Two years later, in 1983, the virus producing AIDS was discovered in France
and in the USA. In 1985, the antibody medical examination, i.e. an examination
to find out an infection of the HIV virus, was developed. Medically speaking,
the AIDS disease was fast made clear and the medicine to control it has
been already developed.
The cause of the HIV/AIDS infection and the ways it spreads (by blood transfusion,
sperm, vagina's secreting fluid and breast milk) are also medically clear.

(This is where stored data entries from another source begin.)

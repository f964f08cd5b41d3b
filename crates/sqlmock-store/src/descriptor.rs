//! Raw mock input and its canonical stored form
//!
//! Whatever a caller registers (a callback, a partial descriptor or a plain
//! value) is normalized into a [`MockDescriptor`] when it is stored. Literal
//! results are wrapped into a producer at that point, never at lookup time.

use serde_json::{Map, Value};
use sqlmock_core::{DataPacket, StepOptions};
use std::fmt;
use std::sync::Arc;
use std::time::Duration;

/// Produces the mocked result for a step from its name and options
pub type ResultProducer = Arc<dyn Fn(&str, &StepOptions) -> DataPacket + Send + Sync>;

/// JSON keys recognized as descriptor fields, aliases included
pub const DESCRIPTOR_KEYS: &[&str] = &[
    "mockResults",
    "resultProducer",
    "isError",
    "waitTime",
    "waitMilliseconds",
    "once",
    "disposeAfterUse",
];

/// Partially specified descriptor; missing fields take their defaults
#[derive(Clone, Default)]
pub struct MockSpec {
    /// Literal result
    pub mock_results: Option<DataPacket>,

    /// Callback result; takes precedence over `mock_results`
    pub producer: Option<ResultProducer>,

    /// Deliver the result as a failure
    pub is_error: Option<bool>,

    /// Delay in milliseconds before the result settles
    pub wait_time: Option<f64>,

    /// Remove the mock from the store when it is matched
    pub once: Option<bool>,
}

impl MockSpec {
    /// Empty spec: a `null` result with every default
    pub fn new() -> Self {
        Self::default()
    }

    /// Use a literal result
    pub fn result(mut self, value: impl Into<DataPacket>) -> Self {
        self.mock_results = Some(value.into());
        self
    }

    /// Use a callback result
    pub fn producer<F>(mut self, producer: F) -> Self
    where
        F: Fn(&str, &StepOptions) -> DataPacket + Send + Sync + 'static,
    {
        self.producer = Some(Arc::new(producer));
        self
    }

    /// Deliver the result as a failure
    pub fn error(mut self) -> Self {
        self.is_error = Some(true);
        self
    }

    /// Delay the result
    pub fn wait(mut self, wait: Duration) -> Self {
        self.wait_time = Some(wait.as_micros() as f64 / 1000.0);
        self
    }

    /// Delay the result by a number of milliseconds
    pub fn wait_ms(mut self, ms: f64) -> Self {
        self.wait_time = Some(ms);
        self
    }

    /// Serve the mock once
    pub fn once(mut self) -> Self {
        self.once = Some(true);
        self
    }

    /// Read a descriptor-shaped JSON object.
    ///
    /// Fields are read leniently: flags by truthiness, waits from numbers or
    /// numeric strings. When a field and its alias are both present the
    /// canonical name wins.
    pub fn from_json_map(map: &Map<String, Value>) -> Self {
        let field = |name: &str, alias: &str| map.get(name).or_else(|| map.get(alias));

        Self {
            mock_results: field("mockResults", "resultProducer").cloned().map(DataPacket::new),
            producer: None,
            is_error: map.get("isError").map(truthy),
            wait_time: field("waitTime", "waitMilliseconds").map(wait_millis),
            once: field("once", "disposeAfterUse").map(truthy),
        }
    }
}

fn truthy(value: &Value) -> bool {
    match value {
        Value::Null => false,
        Value::Bool(b) => *b,
        Value::Number(n) => n.as_f64().map_or(false, |n| n != 0.0 && !n.is_nan()),
        Value::String(s) => !s.is_empty(),
        Value::Array(_) | Value::Object(_) => true,
    }
}

// Unreadable waits become NaN, which `normalize_wait` turns into zero
fn wait_millis(value: &Value) -> f64 {
    match value {
        Value::Number(n) => n.as_f64().unwrap_or(f64::NAN),
        Value::String(s) if s.trim().is_empty() => 0.0,
        Value::String(s) => s.trim().parse().unwrap_or(f64::NAN),
        Value::Bool(b) => f64::from(u8::from(*b)),
        _ => f64::NAN,
    }
}

impl fmt::Debug for MockSpec {
    fn fmt(&self, f: &mut fmt::Formatter<'_>) -> fmt::Result {
        f.debug_struct("MockSpec")
            .field("mock_results", &self.mock_results)
            .field("producer", &self.producer.as_ref().map(|_| "<fn>"))
            .field("is_error", &self.is_error)
            .field("wait_time", &self.wait_time)
            .field("once", &self.once)
            .finish()
    }
}

/// Mock input as handed to `add_mock`
#[derive(Clone)]
pub enum RawMock {
    /// Callback computing the result per step
    Callback(ResultProducer),

    /// Partially specified descriptor
    Descriptor(MockSpec),

    /// Plain result value
    Literal(DataPacket),
}

impl RawMock {
    /// Wrap a closure as a callback mock
    pub fn callback<F>(producer: F) -> Self
    where
        F: Fn(&str, &StepOptions) -> DataPacket + Send + Sync + 'static,
    {
        RawMock::Callback(Arc::new(producer))
    }

    /// Classify a JSON value.
    ///
    /// A non-empty object whose keys are all descriptor fields is a
    /// descriptor, read with [`MockSpec::from_json_map`]; anything else is a
    /// literal result.
    pub fn from_value(value: Value) -> Self {
        match &value {
            Value::Object(map)
                if !map.is_empty()
                    && map.keys().all(|k| DESCRIPTOR_KEYS.contains(&k.as_str())) =>
            {
                RawMock::Descriptor(MockSpec::from_json_map(map))
            }
            _ => RawMock::Literal(DataPacket::new(value)),
        }
    }
}

impl fmt::Debug for RawMock {
    fn fmt(&self, f: &mut fmt::Formatter<'_>) -> fmt::Result {
        match self {
            RawMock::Callback(_) => f.write_str("Callback(<fn>)"),
            RawMock::Descriptor(spec) => f.debug_tuple("Descriptor").field(spec).finish(),
            RawMock::Literal(value) => f.debug_tuple("Literal").field(value).finish(),
        }
    }
}

impl From<MockSpec> for RawMock {
    fn from(spec: MockSpec) -> Self {
        RawMock::Descriptor(spec)
    }
}

impl From<DataPacket> for RawMock {
    fn from(value: DataPacket) -> Self {
        RawMock::Literal(value)
    }
}

impl From<Value> for RawMock {
    fn from(value: Value) -> Self {
        RawMock::from_value(value)
    }
}

impl From<ResultProducer> for RawMock {
    fn from(producer: ResultProducer) -> Self {
        RawMock::Callback(producer)
    }
}

/// Canonical stored mock
#[derive(Clone)]
pub struct MockDescriptor {
    producer: ResultProducer,

    /// Deliver the produced value as a failure
    pub is_error: bool,

    /// Delay before the result settles
    pub wait: Duration,

    /// Remove from the store when matched
    pub once: bool,
}

impl MockDescriptor {
    /// Normalize raw input into a descriptor
    pub fn from_raw(raw: RawMock) -> Self {
        match raw {
            RawMock::Callback(producer) => Self {
                producer,
                is_error: false,
                wait: Duration::ZERO,
                once: false,
            },
            RawMock::Descriptor(spec) => {
                let producer = match (spec.producer, spec.mock_results) {
                    (Some(producer), _) => producer,
                    (None, Some(value)) => literal_producer(value),
                    (None, None) => literal_producer(DataPacket::null()),
                };
                Self {
                    producer,
                    is_error: spec.is_error.unwrap_or(false),
                    wait: spec.wait_time.map(normalize_wait).unwrap_or(Duration::ZERO),
                    once: spec.once.unwrap_or(false),
                }
            }
            RawMock::Literal(value) => Self {
                producer: literal_producer(value),
                is_error: false,
                wait: Duration::ZERO,
                once: false,
            },
        }
    }

    /// Compute the result for a step
    pub fn produce(&self, step: &str, options: &StepOptions) -> DataPacket {
        (self.producer)(step, options)
    }

    /// The result producer
    pub fn producer(&self) -> &ResultProducer {
        &self.producer
    }
}

impl fmt::Debug for MockDescriptor {
    fn fmt(&self, f: &mut fmt::Formatter<'_>) -> fmt::Result {
        f.debug_struct("MockDescriptor")
            .field("is_error", &self.is_error)
            .field("wait", &self.wait)
            .field("once", &self.once)
            .finish_non_exhaustive()
    }
}

fn literal_producer(value: DataPacket) -> ResultProducer {
    Arc::new(move |_, _| value.clone())
}

/// Convert a millisecond delay to a duration; negative or non-finite is zero
pub fn normalize_wait(ms: f64) -> Duration {
    if !ms.is_finite() || ms <= 0.0 {
        return Duration::ZERO;
    }
    Duration::from_micros((ms * 1000.0) as u64)
}
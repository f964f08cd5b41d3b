//! Connection and transaction strategies used by the engine
//!
//! The engine never hard-codes how a connection error is handled or how a
//! transaction is opened and closed; it asks these strategy objects, which
//! can be swapped on a [`crate::SqlEngine`] at any time.

use async_trait::async_trait;
use serde_json::json;
use std::fmt;
use std::sync::Arc;
use tracing::{debug, warn};

use crate::{CoreError, DataPacket, StepExecutor, StepExecutorBase, StepOptions, StepSets};

/// Opens the connection a context runs on
#[async_trait]
pub trait Connector: Send + Sync {
    /// Open (or verify) a connection
    async fn connect(&self) -> Result<(), CoreError>;
}

/// Connector used when no backend is configured; every attempt fails
#[derive(Debug, Default, Clone, Copy)]
pub struct OfflineConnector;

#[async_trait]
impl Connector for OfflineConnector {
    async fn connect(&self) -> Result<(), CoreError> {
        Err(CoreError::Connection("no backend configured".to_string()))
    }
}

/// What a context does after its connection attempt failed
#[derive(Debug, Clone, PartialEq)]
pub enum ConnectDecision {
    /// Carry on as if the connection succeeded
    Proceed,
    /// Fail the context with the given error
    Fail(CoreError),
}

/// Handles errors raised while a context is connecting
pub trait ConnectionErrorPolicy: Send + Sync {
    /// Decide how to continue after a failed connection attempt
    fn on_connect_error(&self, error: CoreError) -> ConnectDecision;
}

/// Default policy: a failed connection fails the context
#[derive(Debug, Default, Clone, Copy)]
pub struct FailFastPolicy;

impl ConnectionErrorPolicy for FailFastPolicy {
    fn on_connect_error(&self, error: CoreError) -> ConnectDecision {
        warn!("Connection failed: {}", error);
        ConnectDecision::Fail(error)
    }
}

/// Commit/rollback capability handed back by a completed transaction context
#[async_trait]
pub trait TransactionHandle: Send + Sync {
    /// Commit the transaction
    async fn commit(&self) -> Result<(), CoreError>;

    /// Roll the transaction back
    async fn rollback(&self) -> Result<(), CoreError>;
}

/// Result of a transaction context: the step results plus the open transaction
#[derive(Clone)]
pub struct TransactionResult {
    /// Accumulated step results keyed by step name
    pub sets: StepSets,

    /// Transaction to commit or roll back
    pub transaction: Arc<dyn TransactionHandle>,
}

impl fmt::Debug for TransactionResult {
    fn fmt(&self, f: &mut fmt::Formatter<'_>) -> fmt::Result {
        f.debug_struct("TransactionResult")
            .field("sets", &self.sets)
            .finish_non_exhaustive()
    }
}

/// Begin and done phases of a transaction context
#[async_trait]
pub trait TransactionHooks: Send + Sync {
    /// Open the transaction before the first step runs
    async fn begin(&self) -> Result<(), CoreError>;

    /// Build the result once every step succeeded
    async fn done(&self, sets: StepSets) -> Result<TransactionResult, CoreError>;

    /// Undo the transaction after a step failed
    async fn abort(&self) -> Result<(), CoreError>;
}

const BEGIN_STEP: &str = "__begin__";
const COMMIT_STEP: &str = "__commit__";
const ROLLBACK_STEP: &str = "__rollback__";

/// Transaction hooks that issue transaction statements through the backend
#[derive(Clone)]
pub struct BackendTransactionHooks {
    executor: Arc<dyn StepExecutor>,
}

impl BackendTransactionHooks {
    /// Create hooks bound to the given backend executor
    pub fn new(executor: Arc<dyn StepExecutor>) -> Self {
        Self { executor }
    }
}

async fn run_statement(
    executor: &Arc<dyn StepExecutor>,
    step: &str,
    sql: &str,
) -> Result<(), CoreError> {
    debug!("Issuing {} on {}", sql, executor.executor_type());
    executor
        .execute_step(step, &StepOptions::query(sql))
        .await
        .map(|_| ())
        .map_err(|e| match e {
            CoreError::Backend(payload) => CoreError::Transaction(format!("{} failed: {}", sql, payload)),
            other => other,
        })
}

#[async_trait]
impl TransactionHooks for BackendTransactionHooks {
    async fn begin(&self) -> Result<(), CoreError> {
        run_statement(&self.executor, BEGIN_STEP, "BEGIN TRANSACTION").await
    }

    async fn done(&self, sets: StepSets) -> Result<TransactionResult, CoreError> {
        Ok(TransactionResult {
            sets,
            transaction: Arc::new(BackendTransaction {
                executor: self.executor.clone(),
            }),
        })
    }

    async fn abort(&self) -> Result<(), CoreError> {
        run_statement(&self.executor, ROLLBACK_STEP, "ROLLBACK TRANSACTION").await
    }
}

struct BackendTransaction {
    executor: Arc<dyn StepExecutor>,
}

#[async_trait]
impl TransactionHandle for BackendTransaction {
    async fn commit(&self) -> Result<(), CoreError> {
        run_statement(&self.executor, COMMIT_STEP, "COMMIT TRANSACTION").await
    }

    async fn rollback(&self) -> Result<(), CoreError> {
        run_statement(&self.executor, ROLLBACK_STEP, "ROLLBACK TRANSACTION").await
    }
}

/// Executor used when no backend is configured; every step fails
#[derive(Debug, Default, Clone, Copy)]
pub struct OfflineExecutor;

impl StepExecutorBase for OfflineExecutor {
    fn executor_type(&self) -> &str {
        "offline"
    }
}

#[async_trait]
impl StepExecutor for OfflineExecutor {
    async fn execute_step(
        &self,
        step: &str,
        _options: &StepOptions,
    ) -> Result<DataPacket, CoreError> {
        Err(CoreError::Backend(DataPacket::new(json!({
            "message": "no backend configured",
            "step": step,
        }))))
    }
}
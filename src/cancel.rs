//! Cooperative cancellation shared between a loop and the effects it starts.

use std::future::Future;
use std::sync::atomic::{AtomicBool, Ordering};
use std::sync::{Arc, Weak};

use futures::channel::oneshot;
use futures::future::{FutureExt, Shared};
use parking_lot::Mutex;

/// Owning side of a cancellation signal.
///
/// Cloning yields another handle to the same signal. Calling
/// [`cancel`](Self::cancel) on any clone fires every [`CancelToken`] handed
/// out by [`token`](Self::token). Dropping every clone without cancelling also
/// resolves [`CancelToken::cancelled`], so abandoned effects stop as well.
#[derive(Clone)]
pub struct CancelSource {
    trigger: Arc<Mutex<Option<oneshot::Sender<()>>>>,
    token: CancelToken,
}

impl CancelSource {
    pub fn new() -> Self {
        let (sender, receiver) = oneshot::channel();
        let trigger = Arc::new(Mutex::new(Some(sender)));
        Self {
            token: CancelToken {
                flag: Arc::new(AtomicBool::new(false)),
                signal: receiver.shared(),
                source: Arc::downgrade(&trigger),
            },
            trigger,
        }
    }

    /// Fire the signal. Returns `true` only for the call that actually fired it.
    pub fn cancel(&self) -> bool {
        let Some(sender) = self.trigger.lock().take() else {
            return false;
        };
        self.token.flag.store(true, Ordering::Release);
        let _ = sender.send(());
        true
    }

    pub fn token(&self) -> CancelToken {
        self.token.clone()
    }

    pub fn is_cancelled(&self) -> bool {
        self.token.is_cancelled()
    }
}

impl Default for CancelSource {
    fn default() -> Self {
        Self::new()
    }
}

/// Read side of a cancellation signal, passed to every effect thunk.
///
/// Effects that hold resources of their own can poll
/// [`is_cancelled`](Self::is_cancelled) or await [`cancelled`](Self::cancelled).
/// Effects that ignore it are still stopped: the runtime drops them as soon as
/// the signal fires.
#[derive(Clone)]
pub struct CancelToken {
    flag: Arc<AtomicBool>,
    signal: Shared<oneshot::Receiver<()>>,
    source: Weak<Mutex<Option<oneshot::Sender<()>>>>,
}

impl CancelToken {
    /// `true` once the source fired or every [`CancelSource`] was dropped.
    pub fn is_cancelled(&self) -> bool {
        self.flag.load(Ordering::Acquire)
            || self.source.strong_count() == 0
            || self.signal.peek().is_some()
    }

    /// Resolves once the owning [`CancelSource`] fires or is dropped.
    pub fn cancelled(&self) -> impl Future<Output = ()> + Send + 'static {
        let signal = self.signal.clone();
        async move {
            let _ = signal.await;
        }
    }
}

impl core::fmt::Debug for CancelToken {
    fn fmt(&self, f: &mut core::fmt::Formatter<'_>) -> core::fmt::Result {
        f.debug_struct("CancelToken")
            .field("cancelled", &self.is_cancelled())
            .finish()
    }
}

It is a disease very easy to prevent. Anybody with a right knowledge and
a life style that follows preventive behavior should be, easily, able to
defend oneself from HIV infection. On top of that, the infection of HIV
virus is not strong at all.
HIV has spread very rapidly everywhere and the international community
has also taken fast action against it. The first International AIDS Congress
took place in 1985. The UN started in 1996 a combined AIDS Program as a
sign of a global commitment.
It is estimated that at the end of 2001 there were 40 million people infected
with HIV/AIDS and over 20 million persons have died of AIDS. Why is it
that HIV infection, that could be so easily prevented and brought to control
with new developed medicines, has spread so widely during the past 22 years,
without being able to stop it?
Africa is the continent where HIV/AIDS has shown explosive developments
followed by Asian countries. The reasons for it vary from country to country,
but lack of preventive practical education in many developing countries,
as well as the superficial knowledge regarding the dangers of AIDS are
serious problems. On the other hand, the low rate of compulsory education
and the lack of human rights' awareness exert great influence.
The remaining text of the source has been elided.